use crate::error::ErrorCategory;

fn openai_error_type(cat: ErrorCategory) -> &'static str {
    match cat {
        ErrorCategory::InvalidRequest | ErrorCategory::NotFound => "invalid_request_error",
        ErrorCategory::Authentication => "authentication_error",
        ErrorCategory::Permission => "permission_error",
        ErrorCategory::RateLimit => "rate_limit_error",
        ErrorCategory::ServerError | ErrorCategory::Unknown => "server_error",
    }
}

/// OpenAI-style error envelope; `code` carries the HTTP status.
#[must_use]
pub(crate) fn openai_error_payload(
    cat: ErrorCategory,
    status: http::StatusCode,
    message: &str,
) -> serde_json::Value {
    serde_json::json!({
        "error": {
            "message": message,
            "type": openai_error_type(cat),
            "code": status.as_u16(),
            "param": null,
        }
    })
}

/// Sanitize an upstream error body for the client-facing message.
///
/// Prefers `error.message` (or a string `error`) from a JSON body, falling back
/// to the raw text, and truncates to a bounded length.
#[must_use]
pub(crate) fn sanitize_upstream_error(body: &[u8]) -> String {
    const MAX_LEN: usize = 500;

    let message = serde_json::from_slice::<serde_json::Value>(body)
        .ok()
        .and_then(|json| {
            let error = json.get("error")?;
            error
                .get("message")
                .and_then(serde_json::Value::as_str)
                .or_else(|| error.as_str())
                .map(str::to_owned)
        })
        .unwrap_or_else(|| String::from_utf8_lossy(body).trim().to_string());

    if message.is_empty() {
        return "upstream request failed".to_string();
    }
    truncate_at_char_boundary(message, MAX_LEN)
}

fn truncate_at_char_boundary(mut text: String, max_len: usize) -> String {
    if text.len() <= max_len {
        return text;
    }
    let mut cut = max_len;
    while !text.is_char_boundary(cut) {
        cut -= 1;
    }
    text.truncate(cut);
    text.push_str("...");
    text
}
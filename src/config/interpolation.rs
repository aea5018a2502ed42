use super::ConfigError;

/// Resolve `${VAR_NAME}` references in a string from environment variables.
///
/// # Errors
///
/// Returns [`ConfigError::Interpolation`] if a referenced variable is not set.
pub fn resolve_variables(input: &str) -> Result<String, ConfigError> {
    resolve_variables_with(input, |name| std::env::var(name).ok())
}

pub(crate) fn resolve_variables_with<F>(input: &str, lookup: F) -> Result<String, ConfigError>
where
    F: Fn(&str) -> Option<String>,
{
    let mut result = String::with_capacity(input.len());
    let mut rest = input;

    while let Some(start) = rest.find("${") {
        result.push_str(&rest[..start]);
        let after_open = &rest[start + 2..];
        let Some(end) = after_open.find('}') else {
            // Unterminated reference, keep literally.
            result.push_str(&rest[start..]);
            return Ok(result);
        };
        let name = &after_open[..end];
        if name.is_empty() {
            result.push_str("${}");
        } else {
            let value = lookup(name).ok_or_else(|| ConfigError::Interpolation {
                name: name.to_string(),
            })?;
            result.push_str(&value);
        }
        rest = &after_open[end + 1..];
    }
    result.push_str(rest);
    Ok(result)
}
//! Streaming transform: line reassembly, frame classification, reasoning
//! splice and the downstream body that ties them together.

pub mod aggregate;
pub mod body;
pub mod frame;
pub mod lines;
pub mod pipeline;
pub mod splice;

pub use aggregate::{aggregate_message, aggregate_record};
pub use body::spliced_stream;
pub use frame::{classify, Frame};
pub use lines::LineReassembler;
pub use pipeline::FramePipeline;
pub use splice::{ReasoningMode, ReasoningSplicer, SpliceState, CLOSE_DELIMITER, OPEN_DELIMITER};
pub mod dispatch;

use std::sync::Arc;

use rustc_hash::FxHashMap;

use crate::config::AppConfig;

/// Where a public model id ends up upstream.
#[derive(Debug, Clone, Copy, PartialEq, Eq)]
pub struct RouteTarget<'a> {
    pub upstream_model: &'a str,
    /// The route asks for extended reasoning.
    pub thinking: bool,
    pub source: RouteSource,
}

/// How a request's model id was resolved.
#[derive(Debug, Clone, Copy, PartialEq, Eq)]
pub enum RouteSource {
    /// Found in the route table.
    Table,
    /// Looked provider-native (`vendor/model`) and was forwarded unchanged.
    Passthrough,
    /// Unknown; replaced by the default model.
    Default,
}

#[derive(Debug, Clone)]
struct Route {
    upstream_model: Arc<str>,
    thinking: bool,
}

/// Static public -> upstream model table, read-only after startup.
#[derive(Debug, Clone)]
pub struct ModelRouter {
    routes: FxHashMap<String, Route>,
    /// Public ids in configuration order, for listings.
    public_ids: Vec<Arc<str>>,
    default_model: Arc<str>,
}

impl ModelRouter {
    /// Build the router from the `models` section of the configuration.
    #[must_use]
    pub fn new(config: &AppConfig) -> Self {
        let models = &config.models;
        let mut routes = FxHashMap::default();
        let mut public_ids = Vec::with_capacity(models.routes.len());
        for route in &models.routes {
            let public = route.public.trim();
            let previous = routes.insert(
                public.to_string(),
                Route {
                    upstream_model: Arc::from(route.internal.trim()),
                    thinking: route.thinking,
                },
            );
            if previous.is_none() {
                public_ids.push(Arc::from(public));
            }
        }

        Self {
            routes,
            public_ids,
            default_model: Arc::from(models.default_model.trim()),
        }
    }

    /// Resolve the upstream model for a requested public id.
    ///
    /// Never fails: ids containing `/` that are not in the table are taken to be
    /// provider-native and forwarded as-is; anything else unknown (including
    /// the empty id) falls back to the default model.
    #[must_use]
    pub fn resolve<'a>(&'a self, model: &'a str) -> RouteTarget<'a> {
        if let Some(route) = self.routes.get(model) {
            return RouteTarget {
                upstream_model: &route.upstream_model,
                thinking: route.thinking,
                source: RouteSource::Table,
            };
        }
        if model.contains('/') {
            return RouteTarget {
                upstream_model: model,
                thinking: false,
                source: RouteSource::Passthrough,
            };
        }
        RouteTarget {
            upstream_model: &self.default_model,
            thinking: false,
            source: RouteSource::Default,
        }
    }

    #[must_use]
    pub fn public_ids(&self) -> &[Arc<str>] {
        &self.public_ids
    }

    #[must_use]
    pub fn default_model(&self) -> &str {
        &self.default_model
    }

    #[must_use]
    pub fn route_count(&self) -> usize {
        self.routes.len()
    }
}
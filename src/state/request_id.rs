use std::sync::atomic::{AtomicU64, Ordering};

/// Cheap unique request ids: a random per-process seed mixed with a counter.
pub(crate) struct RequestIdGenerator {
    seed: u128,
    counter: AtomicU64,
}

impl RequestIdGenerator {
    #[must_use]
    pub(crate) fn new() -> Self {
        let seed_hi = u128::from(fastrand::u64(..));
        let seed_lo = u128::from(fastrand::u64(..));
        Self {
            seed: (seed_hi << 64) | seed_lo,
            counter: AtomicU64::new(1),
        }
    }

    pub(crate) fn next_seq(&self) -> u64 {
        self.counter.fetch_add(1, Ordering::Relaxed)
    }

    #[must_use]
    pub(crate) fn request_uuid(&self, request_seq: u64) -> uuid::Uuid {
        uuid::Uuid::from_u128(self.seed ^ u128::from(request_seq))
    }
}
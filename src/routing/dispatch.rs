use std::convert::Infallible;
use std::sync::Arc;

use axum::body::{self, Body};
use axum::extract::State;
use axum::http::{Method, Request, StatusCode};
use axum::response::{IntoResponse, Json, Response};

use crate::api::{chat, health, models};
use crate::error::ErrorCategory;
use crate::protocol::error_shapes::openai_error_payload;
use crate::state::AppState;

const DEFAULT_BODY_LIMIT_BYTES: usize = 10 * 1024 * 1024;

#[derive(Debug, Clone, Copy, PartialEq, Eq)]
enum RouteMatch {
    Health,
    Models,
    ChatCompletions,
    MethodNotAllowed,
    NotFound,
}

/// Dispatch a raw HTTP request to the matching handler.
///
/// # Errors
///
/// This function currently never returns `Err` and uses `Infallible`.
pub async fn dispatch_request(
    state: Arc<AppState>,
    base_path: Arc<str>,
    request: Request<Body>,
) -> Result<Response, Infallible> {
    let (parts, body) = request.into_parts();
    let route = match_route(&parts.method, parts.uri.path(), base_path.as_ref());

    let response = match route {
        RouteMatch::Health => health::health_handler(State(state)).into_response(),
        RouteMatch::Models => models::handler(State(state)).into_response(),
        RouteMatch::ChatCompletions => {
            let body_bytes = match read_request_body(body).await {
                Ok(bytes) => bytes,
                Err(response) => return Ok(response),
            };
            chat::handler(state, body_bytes).await
        }
        RouteMatch::MethodNotAllowed => error_response(
            StatusCode::METHOD_NOT_ALLOWED,
            ErrorCategory::InvalidRequest,
            &format!("Method {} not allowed for {}", parts.method, parts.uri.path()),
        ),
        RouteMatch::NotFound => error_response(
            StatusCode::NOT_FOUND,
            ErrorCategory::NotFound,
            &format!("Route {} {} not found", parts.method, parts.uri.path()),
        ),
    };

    Ok(response)
}

#[must_use]
pub fn normalize_base_path(base_path: &str) -> String {
    let trimmed = base_path.trim();
    if trimmed.is_empty() || trimmed == "/" {
        String::new()
    } else if trimmed.starts_with('/') {
        trimmed.trim_end_matches('/').to_string()
    } else {
        format!("/{}", trimmed.trim_end_matches('/'))
    }
}

fn error_response(status: StatusCode, category: ErrorCategory, message: &str) -> Response {
    (status, Json(openai_error_payload(category, status, message))).into_response()
}

async fn read_request_body(body: Body) -> Result<bytes::Bytes, Response> {
    body::to_bytes(body, DEFAULT_BODY_LIMIT_BYTES)
        .await
        .map_err(|_| {
            error_response(
                StatusCode::PAYLOAD_TOO_LARGE,
                ErrorCategory::InvalidRequest,
                "Request body too large (max 10MiB)",
            )
        })
}

fn match_route(method: &Method, path: &str, base_path: &str) -> RouteMatch {
    let Some(path) = strip_base_path(path, base_path) else {
        return RouteMatch::NotFound;
    };

    let (route, allowed) = match path {
        "/" | "/health" => (RouteMatch::Health, Method::GET),
        "/v1/models" => (RouteMatch::Models, Method::GET),
        "/v1/chat/completions" => (RouteMatch::ChatCompletions, Method::POST),
        _ => return RouteMatch::NotFound,
    };
    if *method == allowed {
        route
    } else {
        RouteMatch::MethodNotAllowed
    }
}

fn strip_base_path<'a>(path: &'a str, base_path: &str) -> Option<&'a str> {
    if base_path.is_empty() {
        return Some(path);
    }

    let remainder = path.strip_prefix(base_path)?;
    if remainder.is_empty() {
        Some("/")
    } else if remainder.starts_with('/') {
        Some(remainder)
    } else {
        None
    }
}
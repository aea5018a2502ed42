//! `POST /v1/chat/completions`: route the model, forward upstream, splice the
//! reply.

use std::sync::Arc;
use std::time::Instant;

use axum::body::Body;
use axum::response::{IntoResponse, Json, Response};
use bytes::Bytes;
use serde_json::Value;

use crate::abort::{RequestOutcome, RequestScope};
use crate::error::GatewayError;
use crate::observability::{log_request_outcome, RequestContext};
use crate::protocol::chat::{parse_chat_request, ChatCompletion};
use crate::state::AppState;
use crate::stream::{aggregate_record, spliced_stream, ReasoningMode};
use crate::transport::UpstreamReply;
use crate::util::unix_now_secs;

pub async fn handler(state: Arc<AppState>, body: Bytes) -> Response {
    let request = match parse_chat_request(&body) {
        Ok(request) => request,
        Err(err) => {
            tracing::debug!(error = %err, "rejecting chat request");
            return err.into_response();
        }
    };
    let Some(messages) = request.messages.as_deref() else {
        return GatewayError::InvalidRequest("'messages' is required".to_string()).into_response();
    };

    let target = state.model_router.resolve(&request.model);
    let stream = request.is_stream();
    let public_model = if request.model.is_empty() {
        target.upstream_model
    } else {
        request.model.as_str()
    };
    let ctx = RequestContext {
        request_id: state.next_request_id(),
        public_model: public_model.to_string(),
        upstream_model: target.upstream_model.to_string(),
        stream,
        started: Instant::now(),
    };
    tracing::debug!(
        request_id = %ctx.request_id,
        model = %ctx.public_model,
        upstream_model = %ctx.upstream_model,
        route = ?target.source,
        stream,
        "forwarding chat request"
    );

    let upstream_request = request.to_upstream(messages, &target, &state.config.features);
    let upstream_body = match serde_json::to_vec(&upstream_request) {
        Ok(encoded) => Bytes::from(encoded),
        Err(err) => {
            return GatewayError::Internal(format!("failed to encode upstream request: {err}"))
                .into_response();
        }
    };

    let request_id = ctx.request_id;
    let scope = RequestScope::new(move |outcome| log_request_outcome(&ctx, outcome));
    let signal = scope.signal().clone();
    let reply = state
        .transport
        .send_chat(&state.upstream, upstream_body, stream, &signal)
        .await;

    match reply {
        Ok(UpstreamReply::Streaming(upstream)) => {
            let body = spliced_stream(upstream, state.reasoning_mode(), scope);
            sse_ok_response(Body::from_stream(body))
        }
        Ok(UpstreamReply::Complete(upstream_body)) => {
            match completion_response(
                &upstream_body,
                state.reasoning_mode(),
                &format!("chatcmpl-{request_id}"),
                public_model,
            ) {
                Ok(response) => {
                    scope.finish(RequestOutcome::Completed);
                    response
                }
                Err(err) => {
                    scope.fail(&err);
                    err.into_response()
                }
            }
        }
        Err(err) => {
            scope.fail(&err);
            err.into_response()
        }
    }
}

fn completion_response(
    upstream_body: &[u8],
    mode: ReasoningMode,
    id: &str,
    public_model: &str,
) -> Result<Response, GatewayError> {
    let mut record: Value = serde_json::from_slice(upstream_body).map_err(|err| {
        GatewayError::Transport(format!("upstream returned an undecodable body: {err}"))
    })?;
    aggregate_record(&mut record, mode);
    let completion =
        ChatCompletion::from_upstream(&record, id.to_string(), unix_now_secs(), public_model);
    Ok(Json(completion).into_response())
}

fn sse_ok_response(body: Body) -> Response {
    let mut response = Response::new(body);
    *response.status_mut() = http::StatusCode::OK;
    let headers = response.headers_mut();
    headers.insert(
        http::header::CONTENT_TYPE,
        http::HeaderValue::from_static("text/event-stream"),
    );
    headers.insert(
        http::header::CACHE_CONTROL,
        http::HeaderValue::from_static("no-cache"),
    );
    headers.insert(
        http::header::CONNECTION,
        http::HeaderValue::from_static("keep-alive"),
    );
    response
}
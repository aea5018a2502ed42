//! Non-streaming counterpart of the splice: one complete message, one rewrite.

use serde_json::{Map, Value};

use super::splice::{
    Delta, ReasoningMode, ReasoningSplicer, CONTENT_FIELD, REASONING_FIELD,
};

/// Rewrite one complete assistant message in place.
///
/// With reasoning present the content becomes
/// `OPEN_DELIMITER + reasoning + CLOSE_DELIMITER + content`, where an absent
/// content counts as empty. Without reasoning the content is unchanged.
/// Returns `true` when the message was modified.
pub fn aggregate_message(message: &mut Map<String, Value>, mode: ReasoningMode) -> bool {
    let Some(reasoning) = message.get(REASONING_FIELD).and_then(Value::as_str) else {
        return false;
    };
    if mode == ReasoningMode::Strip {
        message.remove(REASONING_FIELD);
        return true;
    }

    // Same transitions as the stream: one reasoning delta, then the content.
    let content = message
        .get(CONTENT_FIELD)
        .and_then(Value::as_str)
        .unwrap_or_default();
    let mut splicer = ReasoningSplicer::new(mode);
    let mut text = splicer.splice(Delta::reasoning(reasoning)).unwrap_or_default();
    text.push_str(&splicer.splice(Delta::visible(content)).unwrap_or_default());

    message.remove(REASONING_FIELD);
    message.insert(CONTENT_FIELD.to_string(), Value::String(text));
    true
}

/// Rewrite every `choices[].message` of a complete response record.
pub fn aggregate_record(record: &mut Value, mode: ReasoningMode) {
    let Some(choices) = record.get_mut("choices").and_then(Value::as_array_mut) else {
        return;
    };
    for choice in choices {
        if let Some(message) = choice.get_mut("message").and_then(Value::as_object_mut) {
            aggregate_message(message, mode);
        }
    }
}
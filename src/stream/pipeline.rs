use bytes::Bytes;
use serde_json::Value;

use super::frame::{classify, Frame, DATA_PREFIX};
use super::lines::{LineReassembler, Lines};
use super::splice::{ReasoningMode, ReasoningSplicer};

const FRAME_SEPARATOR: &[u8] = b"\n\n";

/// Per-stream transform: reassemble lines, classify them, splice reasoning and
/// re-encode the frames that survive.
///
/// Owns both the reassembly tail and the splice state of exactly one stream.
#[derive(Debug)]
pub struct FramePipeline {
    lines: LineReassembler,
    splicer: ReasoningSplicer,
    scratch: Lines,
    terminated: bool,
}

impl FramePipeline {
    #[must_use]
    pub fn new(mode: ReasoningMode) -> Self {
        Self {
            lines: LineReassembler::new(),
            splicer: ReasoningSplicer::new(mode),
            scratch: Lines::new(),
            terminated: false,
        }
    }

    /// Process one upstream chunk, appending encoded downstream frames to `out`
    /// in input order.
    ///
    /// Once the terminal frame has been emitted every later line is ignored, so
    /// the terminal frame is always the last one written.
    pub fn push_chunk<O>(&mut self, chunk: &[u8], out: &mut O)
    where
        O: Extend<Bytes>,
    {
        if self.terminated {
            return;
        }
        self.lines.feed_into(chunk, &mut self.scratch);
        for line in self.scratch.drain(..) {
            if self.terminated {
                break;
            }
            match classify(&line) {
                Frame::Data(mut record) => {
                    if self.splicer.rewrite_record(&mut record) {
                        if let Some(frame) = encode_data_frame(&record) {
                            out.extend(Some(frame));
                        }
                    } else {
                        out.extend(Some(verbatim_frame(&line)));
                    }
                }
                Frame::Terminal => {
                    out.extend(Some(verbatim_frame(&line)));
                    self.terminated = true;
                }
                Frame::Ignorable => {}
            }
        }
        if self.terminated {
            self.lines.discard();
        }
    }

    /// Whether the terminal frame has been emitted.
    #[must_use]
    pub fn is_terminated(&self) -> bool {
        self.terminated
    }

    /// Length of the unterminated tail currently buffered.
    #[must_use]
    pub fn pending_len(&self) -> usize {
        self.lines.pending().len()
    }

    /// Drop buffered state without flushing it.
    pub fn discard(&mut self) {
        self.lines.discard();
    }

    #[must_use]
    pub fn splicer(&self) -> &ReasoningSplicer {
        &self.splicer
    }
}

fn encode_data_frame(record: &Value) -> Option<Bytes> {
    let mut out = Vec::with_capacity(128);
    out.extend_from_slice(DATA_PREFIX);
    if let Err(err) = serde_json::to_writer(&mut out, record) {
        tracing::debug!(error = %err, "failed to encode rewritten data frame");
        return None;
    }
    out.extend_from_slice(FRAME_SEPARATOR);
    Some(Bytes::from(out))
}

fn verbatim_frame(line: &[u8]) -> Bytes {
    let mut out = Vec::with_capacity(line.len() + FRAME_SEPARATOR.len());
    out.extend_from_slice(line);
    out.extend_from_slice(FRAME_SEPARATOR);
    Bytes::from(out)
}

#[cfg(test)]
mod tests {
    use super::*;
    use crate::stream::splice::{SpliceState, CLOSE_DELIMITER, OPEN_DELIMITER};

    fn run_chunks(chunks: &[&[u8]]) -> Vec<Bytes> {
        let mut pipeline = FramePipeline::new(ReasoningMode::Splice);
        let mut out = Vec::new();
        for chunk in chunks {
            pipeline.push_chunk(chunk, &mut out);
        }
        out
    }

    fn visible_text(frames: &[Bytes]) -> String {
        frames
            .iter()
            .filter_map(|frame| {
                let line = frame.strip_suffix(FRAME_SEPARATOR)?;
                match classify(line) {
                    Frame::Data(record) => record["choices"][0]["delta"]["content"]
                        .as_str()
                        .map(str::to_owned),
                    _ => None,
                }
            })
            .collect()
    }

    #[test]
    fn test_fragmented_reasoning_stream() {
        let frames = run_chunks(&[
            b"dat".as_slice(),
            b"a: {\"choices\":[{\"delta\":{\"reasoning_content\":\"he",
            b"llo\"}}]}\n",
            b"data: {\"choices\":[{\"delta\":{\"content\":\"world\"}}]}\n",
            b"data: [DONE]\n",
        ]);
        assert_eq!(frames.len(), 3);
        assert_eq!(
            visible_text(&frames),
            format!("{OPEN_DELIMITER}hello{CLOSE_DELIMITER}world")
        );
        assert_eq!(frames[2], Bytes::from_static(b"data: [DONE]\n\n"));
    }

    #[test]
    fn test_reasoning_field_removed_from_output() {
        let frames = run_chunks(&[
            b"data: {\"choices\":[{\"delta\":{\"reasoning_content\":\"x\",\"content\":null}}]}\n".as_slice(),
        ]);
        let line = frames[0].strip_suffix(FRAME_SEPARATOR).unwrap();
        let Frame::Data(record) = classify(line) else {
            panic!("expected data frame");
        };
        assert!(record["choices"][0]["delta"].get("reasoning_content").is_none());
    }

    #[test]
    fn test_untouched_frames_are_forwarded_verbatim() {
        let line = b"data: {\"id\":\"c1\",\"choices\":[{\"delta\":{},\"finish_reason\":\"stop\"}],\"usage\":{\"total_tokens\":9}}";
        let mut chunk = line.to_vec();
        chunk.push(b'\n');
        let frames = run_chunks(&[chunk.as_slice()]);
        let mut expected = line.to_vec();
        expected.extend_from_slice(b"\n\n");
        assert_eq!(frames, vec![Bytes::from(expected)]);
    }

    #[test]
    fn test_ignorable_lines_are_dropped() {
        let frames = run_chunks(&[
            b": keep-alive\n\nevent: ping\ndata: {broken\n[DONE]\n".as_slice(),
        ]);
        assert!(frames.is_empty());
    }

    #[test]
    fn test_terminal_is_last_frame() {
        let frames = run_chunks(&[
            b"data: [DONE]\ndata: {\"choices\":[{\"delta\":{\"content\":\"late\"}}]}\n".as_slice(),
            b"data: {\"choices\":[{\"delta\":{\"content\":\"later\"}}]}\n",
        ]);
        assert_eq!(frames, vec![Bytes::from_static(b"data: [DONE]\n\n")]);
    }

    #[test]
    fn test_stream_ending_open_passes_terminal_through() {
        let mut pipeline = FramePipeline::new(ReasoningMode::Splice);
        let mut frames = Vec::new();
        pipeline.push_chunk(
            b"data: {\"choices\":[{\"delta\":{\"reasoning_content\":\"unfinished\"}}]}\ndata: [DONE]\n",
            &mut frames,
        );
        assert_eq!(visible_text(&frames), format!("{OPEN_DELIMITER}unfinished"));
        assert_eq!(frames.last().unwrap().as_ref(), b"data: [DONE]\n\n");
        assert_eq!(pipeline.splicer().state(), SpliceState::Open);
        assert!(pipeline.is_terminated());
    }

    #[test]
    fn test_partition_invariance_of_output() {
        let stream: &[u8] = b"data: {\"choices\":[{\"delta\":{\"role\":\"assistant\",\"content\":\"\"}}]}\n\n\
data: {\"choices\":[{\"delta\":{\"reasoning_content\":\"th\xc3\xa9\"}}]}\n\n\
data: {\"choices\":[{\"delta\":{\"reasoning_content\":\"ory\"}}]}\n\n\
data: {\"choices\":[{\"delta\":{\"content\":\"ans\"}}]}\n\n\
data: {\"choices\":[{\"delta\":{\"content\":\"wer\"}}]}\n\n\
data: [DONE]\n\n";
        let expected = run_chunks(&[stream]);
        assert_eq!(
            visible_text(&expected),
            format!("{OPEN_DELIMITER}théory{CLOSE_DELIMITER}answer")
        );
        for split in 0..=stream.len() {
            let (head, tail) = stream.split_at(split);
            assert_eq!(run_chunks(&[head, tail]), expected, "split at {split}");
        }
    }

    #[test]
    fn test_pending_tail_is_tracked_and_discarded() {
        let mut pipeline = FramePipeline::new(ReasoningMode::Splice);
        let mut frames: Vec<Bytes> = Vec::new();
        pipeline.push_chunk(b"data: {\"choices\":", &mut frames);
        assert!(frames.is_empty());
        assert_eq!(pipeline.pending_len(), 17);
        pipeline.discard();
        assert_eq!(pipeline.pending_len(), 0);
    }
}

----

→ **TASK BRIEF**: Return each line in the records that holds the string "input".

→ **SOLUTION FOR THIS PROBLEM**:
pub fn resolve_variables(input: &str) -> Result<String, ConfigError> {
    resolve_variables_with(input, |name| std::env::var(name).ok())
pub(crate) fn resolve_variables_with<F>(input: &str, lookup: F) -> Result<String, ConfigError>
    let mut result = String::with_capacity(input.len());
    let mut rest = input;
    /// in input order.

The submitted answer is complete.